DATA EXTRACT.
::::::::::

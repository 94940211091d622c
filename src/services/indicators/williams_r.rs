//! Williams %R indicator.

use super::Indicator;
use crate::types::Candle;

/// Williams %R: where the close sits in the trailing high/low range, from -100 to 0.
pub struct WilliamsR {
    period: usize,
}

impl Default for WilliamsR {
    fn default() -> Self {
        Self { period: 14 }
    }
}

impl Indicator for WilliamsR {
    fn id(&self) -> &str {
        "williams_r"
    }

    fn min_periods(&self) -> usize {
        self.period
    }

    fn calculate(&self, candles: &[Candle]) -> Option<f64> {
        if self.period == 0 || candles.len() < self.period {
            return None;
        }

        let recent = &candles[candles.len() - self.period..];
        let highest = recent.iter().map(|c| c.high).fold(f64::MIN, f64::max);
        let lowest = recent.iter().map(|c| c.low).fold(f64::MAX, f64::min);
        let close = recent.last()?.close;

        if highest <= lowest {
            return Some(-50.0);
        }
        Some((highest - close) / (highest - lowest) * -100.0)
    }
}

#[cfg(test)]
mod tests {
    use super::*;

    #[test]
    fn test_close_at_high_is_zero() {
        let mut candles: Vec<Candle> = (0..13)
            .map(|i| Candle::new(i * 60, 10.0, 12.0, 8.0, 10.0, 1.0))
            .collect();
        candles.push(Candle::new(13 * 60, 10.0, 12.0, 8.0, 12.0, 1.0));
        let value = WilliamsR::default().calculate(&candles).unwrap();
        assert!(value.abs() < 1e-9);
    }

    #[test]
    fn test_close_at_low_is_minus_100() {
        let mut candles: Vec<Candle> = (0..13)
            .map(|i| Candle::new(i * 60, 10.0, 12.0, 8.0, 10.0, 1.0))
            .collect();
        candles.push(Candle::new(13 * 60, 10.0, 12.0, 8.0, 8.0, 1.0));
        let value = WilliamsR::default().calculate(&candles).unwrap();
        assert!((value + 100.0).abs() < 1e-9);
    }
}
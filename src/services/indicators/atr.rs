//! Average True Range (ATR) indicator.

use super::Indicator;
use crate::types::Candle;

/// ATR with Wilder smoothing over true ranges.
pub struct Atr {
    period: usize,
}

impl Default for Atr {
    fn default() -> Self {
        Self { period: 14 }
    }
}

impl Atr {
    pub fn new(period: usize) -> Self {
        Self { period }
    }
}

impl Indicator for Atr {
    fn id(&self) -> &str {
        "atr"
    }

    fn min_periods(&self) -> usize {
        self.period + 1
    }

    fn calculate(&self, candles: &[Candle]) -> Option<f64> {
        if self.period == 0 || candles.len() < self.min_periods() {
            return None;
        }

        let true_ranges: Vec<f64> = candles
            .windows(2)
            .map(|w| w[1].true_range(&w[0]))
            .collect();

        let p = self.period as f64;
        let mut atr = true_ranges.iter().take(self.period).sum::<f64>() / p;
        for tr in true_ranges.iter().skip(self.period) {
            atr = (atr * (p - 1.0) + tr) / p;
        }

        Some(atr)
    }
}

::::::::::

REQUIRED WORK.
From the first line of the records through the line with "impl Indicator for WilliamsR", retype everything word for word, including both ends.

SOLVED EXERCISE.
repository 94940211091d622c
filename src/services/indicators/williams_r.rs
//! Williams %R indicator.

use super::Indicator;
use crate::types::Candle;

/// Williams %R: where the close sits in the trailing high/low range, from -100 to 0.
pub struct WilliamsR {
    period: usize,
}

impl Default for WilliamsR {
    fn default() -> Self {
        Self { period: 14 }
    }
}

impl Indicator for WilliamsR {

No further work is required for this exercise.